Transcribe the material from its first line onward, ending with the line that contains "pub enum ListResponse<T>" and adding nothing beyond it.

DATASET START

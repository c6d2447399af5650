use serde::{Deserialize, Serialize};

/// Paginated list envelope as the backend sends it.
#[derive(Debug, Clone, Serialize, Deserialize, PartialEq)]
pub struct Page<T> {
    #[serde(default = "Vec::new")]
    pub items: Vec<T>,
    #[serde(default)]
    pub page: u64,
    #[serde(default)]
    pub page_size: u64,
    #[serde(default)]
    pub total: u64,
    #[serde(default)]
    pub total_pages: u64,
}

impl<T> Default for Page<T> {
    fn default() -> Self {
        Self {
            items: Vec::new(),
            page: 0,
            page_size: 0,
            total: 0,
            total_pages: 0,
        }
    }
}

/// Some list endpoints answer with a `Page` envelope, older ones with a
/// bare array. Every list read decodes through this type so nothing
/// downstream branches on response shape.
#[derive(Debug, Clone, Deserialize)]
#[serde(untagged)]
pub enum ListResponse<T> {
    Envelope(Page<T>),
    Bare(Vec<T>),
}

impl<T> ListResponse<T> {
    pub fn into_page(self) -> Page<T> {
        match self {
            ListResponse::Envelope(page) => page,
            ListResponse::Bare(items) => {
                let total = items.len() as u64;
                Page {
                    items,
                    page: 1,
                    page_size: total,
                    total,
                    total_pages: 1,
                }
            }
        }
    }

    pub fn into_items(self) -> Vec<T> {
        self.into_page().items
    }
}

#[cfg(test)]
mod tests {
    use super::*;
    use serde_json::json;

    #[test]
    fn envelope_shape_decodes() {
        let value = json!({
            "items": [{"id": 1}, {"id": 2}],
            "page": 1, "page_size": 20, "total": 2, "total_pages": 1
        });
        let page = serde_json::from_value::<ListResponse<serde_json::Value>>(value)
            .unwrap()
            .into_page();
        assert_eq!(page.items.len(), 2);
        assert_eq!(page.total, 2);
    }

    #[test]
    fn bare_array_shape_decodes() {
        let value = json!([{"id": 1}, {"id": 2}, {"id": 3}]);
        let page = serde_json::from_value::<ListResponse<serde_json::Value>>(value)
            .unwrap()
            .into_page();
        assert_eq!(page.items.len(), 3);
        assert_eq!(page.total, 3);
        assert_eq!(page.total_pages, 1);
    }

    #[test]
    fn envelope_with_missing_counters_defaults() {
        let value = json!({"items": []});
        let page = serde_json::from_value::<ListResponse<serde_json::Value>>(value)
            .unwrap()
            .into_page();
        assert!(page.items.is_empty());
        assert_eq!(page.total, 0);
    }
}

DATASET END

- _REPLY TO THE TASK_
repository c6d2447399af5650
use serde::{Deserialize, Serialize};

/// Paginated list envelope as the backend sends it.
#[derive(Debug, Clone, Serialize, Deserialize, PartialEq)]
pub struct Page<T> {
    #[serde(default = "Vec::new")]
    pub items: Vec<T>,
    #[serde(default)]
    pub page: u64,
    #[serde(default)]
    pub page_size: u64,
    #[serde(default)]
    pub total: u64,
    #[serde(default)]
    pub total_pages: u64,
}

impl<T> Default for Page<T> {
    fn default() -> Self {
        Self {
            items: Vec::new(),
            page: 0,
            page_size: 0,
            total: 0,
            total_pages: 0,
        }
    }
}

/// Some list endpoints answer with a `Page` envelope, older ones with a
/// bare array. Every list read decodes through this type so nothing
/// downstream branches on response shape.
#[derive(Debug, Clone, Deserialize)]
#[serde(untagged)]
pub enum ListResponse<T> {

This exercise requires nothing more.